**EXERCISE:**
All lines in the material below that hold "usize" should be found and copied.

**EXTRACTED ENTRIES:**
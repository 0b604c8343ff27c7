//! Axis stacks
//!
//! A stack groups the axes that share one side of a cartesian plot area so
//! that the solver can treat them as a single layout unit. Stacks refer to
//! axes by their index in the area's axis list and are rebuilt every pass.

use crate::axis::{Axis, AxisHorizontalLocation, AxisType, AxisVerticalLocation, LayoutContext};
use chart_geometry::{Size, Thickness};

/// Side of the plot area a stack occupies
#[derive(Debug, Clone, Copy, PartialEq, Eq, Hash)]
pub enum StackSide {
    Left,
    Top,
    Right,
    Bottom,
}

/// Same-side axes measured as one unit
#[derive(Debug, Clone, Default, PartialEq)]
pub struct AxisStack {
    axes: Vec<usize>,
    pub(crate) desired_width: f64,
    pub(crate) desired_height: f64,
    pub(crate) desired_margin: Thickness,
}

impl AxisStack {
    /// Create a stack from axis indices, innermost first
    pub fn new(axes: Vec<usize>) -> Self {
        Self {
            axes,
            ..Self::default()
        }
    }

    /// Indices of the stacked axes, innermost first
    pub fn axes(&self) -> &[usize] {
        &self.axes
    }

    pub fn is_empty(&self) -> bool {
        self.axes.is_empty()
    }

    /// Sum of the axes' desired widths
    pub fn desired_width(&self) -> f64 {
        self.desired_width
    }

    /// Sum of the axes' desired heights
    pub fn desired_height(&self) -> f64 {
        self.desired_height
    }

    /// Component-wise maximum of the axes' desired margins
    pub fn desired_margin(&self) -> Thickness {
        self.desired_margin
    }

    /// Measure every axis with the full available size and aggregate the results
    pub(crate) fn measure(&mut self, axes: &mut [Axis], available: Size, ctx: &LayoutContext<'_>) {
        self.desired_width = 0.0;
        self.desired_height = 0.0;
        self.desired_margin = Thickness::default();

        for &index in &self.axes {
            let axis = &mut axes[index];
            axis.measure(available, ctx);

            let size = axis.desired_size();
            self.desired_width += size.width;
            self.desired_height += size.height;
            self.desired_margin = self.desired_margin.max(&axis.desired_margin());
        }
    }
}

/// The four stacks of a cartesian area, in left, top, right, bottom order
#[derive(Debug, Clone, Default, PartialEq)]
pub struct AxisStacks {
    pub left: AxisStack,
    pub top: AxisStack,
    pub right: AxisStack,
    pub bottom: AxisStack,
}

impl AxisStacks {
    /// Distribute axes by role and location: Second axes go left or right,
    /// First axes go bottom or top
    pub fn from_axes(axes: &[Axis]) -> Self {
        let mut left = Vec::new();
        let mut top = Vec::new();
        let mut right = Vec::new();
        let mut bottom = Vec::new();

        for (index, axis) in axes.iter().enumerate() {
            match axis.axis_type() {
                AxisType::Second => match axis.horizontal_location() {
                    AxisHorizontalLocation::Left => left.push(index),
                    AxisHorizontalLocation::Right => right.push(index),
                },
                AxisType::First => match axis.vertical_location() {
                    AxisVerticalLocation::Bottom => bottom.push(index),
                    AxisVerticalLocation::Top => top.push(index),
                },
            }
        }

        Self {
            left: AxisStack::new(left),
            top: AxisStack::new(top),
            right: AxisStack::new(right),
            bottom: AxisStack::new(bottom),
        }
    }

    pub fn side(&self, side: StackSide) -> &AxisStack {
        match side {
            StackSide::Left => &self.left,
            StackSide::Top => &self.top,
            StackSide::Right => &self.right,
            StackSide::Bottom => &self.bottom,
        }
    }

    pub(crate) fn measure(&mut self, axes: &mut [Axis], available: Size, ctx: &LayoutContext<'_>) {
        self.left.measure(axes, available, ctx);
        self.top.measure(axes, available, ctx);
        self.right.measure(axes, available, ctx);
        self.bottom.measure(axes, available, ctx);
    }
}

#[cfg(test)]
mod tests {
    use super::*;
    use crate::measure::CharWidthMeasurer;
    use crate::view::ViewContext;

    fn axes() -> Vec<Axis> {
        let mut axes = vec![
            Axis::numerical(AxisType::First).with_range(0.0, 10.0),
            Axis::numerical(AxisType::Second).with_range(0.0, 10.0),
            Axis::numerical(AxisType::Second)
                .with_range(0.0, 1000.0)
                .with_horizontal_location(AxisHorizontalLocation::Left),
            Axis::numerical(AxisType::First)
                .with_range(0.0, 10.0)
                .with_vertical_location(AxisVerticalLocation::Top),
        ];
        for axis in axes.iter_mut() {
            axis.update();
        }
        axes
    }

    #[test]
    fn test_axes_are_distributed_by_role_and_location() {
        let stacks = AxisStacks::from_axes(&axes());

        assert_eq!(stacks.bottom.axes(), &[0]);
        assert_eq!(stacks.left.axes(), &[1, 2]);
        assert_eq!(stacks.top.axes(), &[3]);
        assert!(stacks.side(StackSide::Right).is_empty());
    }

    #[test]
    fn test_measure_sums_sizes_and_maxes_margins() {
        let mut axes = axes();
        let measurer = CharWidthMeasurer::new();
        let ctx = LayoutContext::new(ViewContext::default(), &measurer, 0.0);
        let mut stacks = AxisStacks::from_axes(&axes);
        stacks.measure(&mut axes, Size::new(400.0, 300.0), &ctx);

        let first = axes[1].desired_size().width;
        let second = axes[2].desired_size().width;
        assert_eq!(stacks.left.desired_width(), first + second);
        assert_eq!(
            stacks.left.desired_margin(),
            axes[1].desired_margin().max(&axes[2].desired_margin())
        );

        // an empty stack contributes nothing
        assert_eq!(stacks.right.desired_width(), 0.0);
        assert!(stacks.right.desired_margin().is_zero());
    }
}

**WRITTEN ANSWER:**
    axes: Vec<usize>,
    pub fn new(axes: Vec<usize>) -> Self {
    pub fn axes(&self) -> &[usize] {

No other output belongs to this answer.